# it's beginning to look a lot like gumbo



## jack2 (Mar 19, 2010)

jus started mine. 
cleaned 5 lbs. shrimp. sauteed the heads with veggies to make stock. gettin all parts ready so when the roux is ready, i'll be ready. show me yours and i'll show you mine.
jack


----------



## smooth move (Sep 25, 2012)

i did a cajun chicken and dumplings today. was thinking gumbo, but didn't have all the stuff, so i made







a light roux and boiled 10 thighs. it's pretty durn good, but now you got me thinkin gumbo----and the oysters around here are very good right now. maybe duck and oyster?


----------



## jack2 (Mar 19, 2010)

damn, that sounds good. i don't have duck and oyster.i just got andouille, bacon, and shrimp.
jack


----------



## jack2 (Mar 19, 2010)

rollo's got any good oysters? i just get mine from wallyworld when they go outta date.
jack


----------



## jack2 (Mar 19, 2010)

cajun seasonings: 1 tbs. each: coarse black pepper, salt, garlic pwd. onion pwd. paprika, thyme, oregano, file'
jack


----------



## Downtime2 (Sep 27, 2007)

Ain't made gumbo in a minute. May have to whip up a pot afore too long.


----------



## etrade92 (Jul 30, 2015)

Our fist attempt went south very quickly. Second attempt was better. We’ve been perfecting our recipe over the past year and a half. Crab, oysters, shrimp, and conecuh.


----------



## lastcast (Oct 12, 2007)

You need fish and crawdads!


----------



## Deja vu (Jul 9, 2016)

lastcast said:


> You need fish and crawdads!


and that Mud Duck will give it some twang


----------



## spearfisher59 (Jan 3, 2016)

next time put soft shell crabs in your shrimp gumbo.it will go from good to great gumbo


----------



## jack2 (Mar 19, 2010)

turned out damngood. i think i need a bigger pot.
maybe the roux could have been a little browner. i usually get it to about an old penny color.
jack


----------



## jack2 (Mar 19, 2010)

good stuff. 
jack


----------



## smooth move (Sep 25, 2012)

ever try a big ol ice cream dipper of yellow potato salad right in the middle of a bowl of gumbo? try it some time.


----------



## specktackler57 (May 15, 2011)

Looks good, even with the duck lol. Oops had to spell check duck auto fill didn’t spell duck.


----------



## boomshakalaka (Dec 4, 2012)

Never seen anyone eat gumbo off a plate. But it looks damn fine.


----------



## jack2 (Mar 19, 2010)

boomshakalaka said:


> Never seen anyone eat gumbo off a plate. But it looks damn fine.
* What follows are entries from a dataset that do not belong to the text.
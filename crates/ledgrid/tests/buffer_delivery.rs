// SPDX-License-Identifier: Apache-2.0 OR MIT
// Copyright (c) 2025-2026 ledgrid contributors
//
// End-to-end delivery scenarios against the frame buffer actor: priming,
// pattern preemption, debounce, backpressure, bounded memory, and session
// rejoin. Sessions are stood in for by plain mpsc mailboxes.

use std::time::Duration;

use tokio::sync::mpsc;
use tokio::time::timeout;

use ledgrid::buffer::BATCH_MAILBOX_CAPACITY;
use ledgrid::{decode_batch, BufferHandle, DeliveryConfig, Frame, FrameBuffer, OutboundBatch};

fn test_config() -> DeliveryConfig {
    DeliveryConfig {
        max_delay_ms: 100,
        ..DeliveryConfig::default()
    }
}

fn rgb(id: u32) -> Frame {
    Frame::new(id, 2, 2, vec![id as u8; 12]).expect("valid frame")
}

async fn attach(
    buffer: &BufferHandle,
    controller_id: &str,
) -> mpsc::Receiver<OutboundBatch> {
    let (tx, rx) = mpsc::channel(BATCH_MAILBOX_CAPACITY);
    buffer
        .register_controller(controller_id, tx)
        .await
        .expect("register");
    rx
}

async fn expect_batch(rx: &mut mpsc::Receiver<OutboundBatch>) -> OutboundBatch {
    timeout(Duration::from_millis(500), rx.recv())
        .await
        .expect("batch within 500ms")
        .expect("mailbox open")
}

#[tokio::test]
async fn urgent_request_primes_first_batch() {
    let buffer = FrameBuffer::spawn(test_config());
    let mut mailbox = attach(&buffer, "c1").await;

    for id in 0..10 {
        buffer
            .add_frame(rgb(id), "aurora", id == 0)
            .await
            .expect("add");
    }
    buffer
        .batch_request("c1", 0, 60, true)
        .await
        .expect("request");

    let batch = expect_batch(&mut mailbox).await;
    assert_eq!(batch.sequence, 1);
    assert!(batch.priority);
    assert!(batch.frame_count <= 10);

    let envelope = decode_batch(&batch.payload).expect("valid wire bytes");
    assert_eq!(envelope.sequence, 1);
    assert_eq!(envelope.frames.len(), batch.frame_count);
}

#[tokio::test]
async fn sequences_are_contiguous_per_controller() {
    let buffer = FrameBuffer::spawn(test_config());
    let mut mailbox = attach(&buffer, "c1").await;

    for round in 1..=3u32 {
        for id in 0..6 {
            buffer
                .add_frame(rgb(round * 100 + id), "aurora", false)
                .await
                .expect("add");
        }
        buffer
            .batch_request("c1", round - 1, 60, true)
            .await
            .expect("request");
        let batch = expect_batch(&mut mailbox).await;
        assert_eq!(batch.sequence, round);
    }
}

#[tokio::test]
async fn pattern_switch_preempts_without_reordering() {
    let buffer = FrameBuffer::spawn(test_config());
    let mut mailbox = attach(&buffer, "c1").await;

    // Steady state on pattern A, frames queued but not yet requested.
    for id in [8, 9, 10] {
        buffer.add_frame(rgb(id), "a", false).await.expect("add");
    }
    // Pattern switch: first frame of B arrives with the priority hint.
    buffer.add_frame(rgb(100), "b", true).await.expect("add");

    buffer
        .batch_request("c1", 0, 60, true)
        .await
        .expect("request");

    let batch = expect_batch(&mut mailbox).await;
    assert_eq!(batch.sequence, 1);
    assert!(batch.priority);

    // Leftover A-frames drain ahead of B's first frame; no A-frame follows
    // a B-frame.
    let envelope = decode_batch(&batch.payload).expect("decode");
    let ids: Vec<u32> = envelope.frames.iter().map(|f| f.id).collect();
    assert_eq!(ids, vec![8, 9, 10, 100]);
}

#[tokio::test]
async fn rapid_requests_are_debounced() {
    let buffer = FrameBuffer::spawn(test_config());
    let mut mailbox = attach(&buffer, "c1").await;

    for id in 0..6 {
        buffer.add_frame(rgb(id), "aurora", false).await.expect("add");
    }

    // Two non-urgent requests back to back: the second is inside the
    // 50 ms debounce window.
    buffer
        .batch_request("c1", 0, 60, false)
        .await
        .expect("request");
    buffer
        .batch_request("c1", 0, 60, false)
        .await
        .expect("request");

    let first = expect_batch(&mut mailbox).await;
    assert_eq!(first.sequence, 1);

    // No second batch appears.
    tokio::time::sleep(Duration::from_millis(150)).await;
    assert!(mailbox.try_recv().is_err());

    let snapshot = buffer.status().await.expect("status");
    assert_eq!(snapshot.requests_debounced, 1);
}

#[tokio::test]
async fn full_controller_caps_every_batch() {
    let buffer = FrameBuffer::spawn(test_config());
    let mut c1 = attach(&buffer, "c1").await;
    let mut c2 = attach(&buffer, "c2").await;

    buffer
        .controller_report("c1", 0.9, true, 0, 30.0)
        .await
        .expect("report");
    buffer
        .controller_report("c2", 0.3, true, 0, 60.0)
        .await
        .expect("report");

    for id in 0..200 {
        buffer.add_frame(rgb(id), "aurora", false).await.expect("add");
    }

    buffer.batch_request("c1", 0, 100, true).await.expect("request");
    buffer.batch_request("c2", 0, 100, true).await.expect("request");

    // The slowest controller (fullness 0.9) caps everyone at 30.
    assert!(expect_batch(&mut c1).await.frame_count <= 30);
    assert!(expect_batch(&mut c2).await.frame_count <= 30);

    // c1 catches up: the cap rises.
    buffer
        .controller_report("c1", 0.3, true, 1, 60.0)
        .await
        .expect("report");
    buffer.batch_request("c1", 1, 200, true).await.expect("request");

    let relaxed = expect_batch(&mut c1).await;
    assert!(relaxed.frame_count > 30);
}

#[tokio::test]
async fn queue_never_exceeds_hard_cap() {
    let config = DeliveryConfig {
        batch_size_max: 20,
        max_buffered: 40,
        ..DeliveryConfig::default()
    };
    let buffer = FrameBuffer::spawn(config);

    for id in 0..200 {
        buffer.add_frame(rgb(id), "aurora", false).await.expect("add");
    }

    let snapshot = buffer.status().await.expect("status");
    assert!(snapshot.priority_frames + snapshot.regular_frames <= 40);
    assert!(snapshot.frames_dropped >= 160);
}

#[tokio::test]
async fn repeated_reports_are_idempotent() {
    let buffer = FrameBuffer::spawn(test_config());
    let _mailbox = attach(&buffer, "c1").await;

    for id in 0..8 {
        buffer.add_frame(rgb(id), "aurora", false).await.expect("add");
    }

    buffer
        .controller_report("c1", 0.7, true, 0, 30.0)
        .await
        .expect("report");
    let first = buffer.status().await.expect("status");

    buffer
        .controller_report("c1", 0.7, true, 0, 30.0)
        .await
        .expect("report");
    let second = buffer.status().await.expect("status");

    assert_eq!(first.dynamic_batch_size, second.dynamic_batch_size);
    assert_eq!(first.priority_frames, second.priority_frames);
    assert_eq!(first.regular_frames, second.regular_frames);
}

#[tokio::test]
async fn no_batch_is_sent_without_a_request() {
    let buffer = FrameBuffer::spawn(test_config());
    let mut mailbox = attach(&buffer, "c1").await;

    for id in 0..20 {
        buffer.add_frame(rgb(id), "aurora", false).await.expect("add");
    }

    // Frames queued, auto-flush ticking, but no pull request: nothing moves.
    tokio::time::sleep(Duration::from_millis(300)).await;
    assert!(mailbox.try_recv().is_err());
}

#[tokio::test]
async fn empty_queue_request_is_served_later_by_autoflush() {
    let buffer = FrameBuffer::spawn(test_config());
    let mut mailbox = attach(&buffer, "c1").await;

    // Request arrives before any frames exist.
    buffer.batch_request("c1", 0, 60, true).await.expect("request");
    tokio::time::sleep(Duration::from_millis(50)).await;
    assert!(mailbox.try_recv().is_err());

    // Frames arrive; the pending request is serviced by the flush timer.
    for id in 0..6 {
        buffer.add_frame(rgb(id), "aurora", false).await.expect("add");
    }
    let batch = expect_batch(&mut mailbox).await;
    assert_eq!(batch.sequence, 1);
}

#[tokio::test]
async fn rejoin_resets_sequence() {
    let buffer = FrameBuffer::spawn(test_config());
    let mut mailbox = attach(&buffer, "c1").await;

    for id in 0..6 {
        buffer.add_frame(rgb(id), "aurora", false).await.expect("add");
    }
    buffer.batch_request("c1", 0, 60, true).await.expect("request");
    assert_eq!(expect_batch(&mut mailbox).await.sequence, 1);

    // Session dies; the record is removed.
    buffer.unregister_controller("c1").await.expect("unregister");
    drop(mailbox);

    // Fresh join with the same id starts over at sequence 1.
    let mut mailbox = attach(&buffer, "c1").await;
    for id in 10..16 {
        buffer.add_frame(rgb(id), "aurora", false).await.expect("add");
    }
    buffer.batch_request("c1", 0, 60, true).await.expect("request");
    assert_eq!(expect_batch(&mut mailbox).await.sequence, 1);
}

#[tokio::test]
async fn hungry_controller_triggers_proactive_flush() {
    let buffer = FrameBuffer::spawn(test_config());
    let mut mailbox = attach(&buffer, "c1").await;

    // Non-urgent request parked (queue below min_flush_frames).
    buffer.batch_request("c1", 0, 60, false).await.expect("request");
    for id in 0..8 {
        buffer.add_frame(rgb(id), "aurora", false).await.expect("add");
    }

    // A hungry report flushes the pending request without waiting for the
    // timer.
    buffer
        .controller_report("c1", 0.1, true, 0, 60.0)
        .await
        .expect("report");

    let batch = expect_batch(&mut mailbox).await;
    assert_eq!(batch.sequence, 1);
    assert_eq!(batch.frame_count, 8);
}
it gets pretty messy with those whole crab.
that pic was taken before i put down the newspaper. lol.
there was 10 crab in this batch. 2 lbs. shrimp and 2 lbs. sausage
jack


----------



## tiger297 (Jan 13, 2018)

Looks good. 

I take my roux for gumbo closer to the color of a Hershey bar, once I throw in the trinity it looks like I'm cooking in used motor oil.


----------



## jack2 (Mar 19, 2010)

tiger297 said:


> Looks good.
> 
> I take my roux for gumbo closer to the color of a Hershey bar, once I throw in the trinity it looks like I'm cooking in used motor oil.


yep, roux is the key to good gumbo, it just depends on how you like it. the thing about roux is the more it cooks, the thickening power goes away. this is where file' comes in to help thicken it up a bit. i have never tried to make mine darker but one day i'll get experimental and do it. 
jack


----------



## tiger297 (Jan 13, 2018)

A brown roux is for sure thicker and I use that when I'm making an etouffee. But it is fun to experiment.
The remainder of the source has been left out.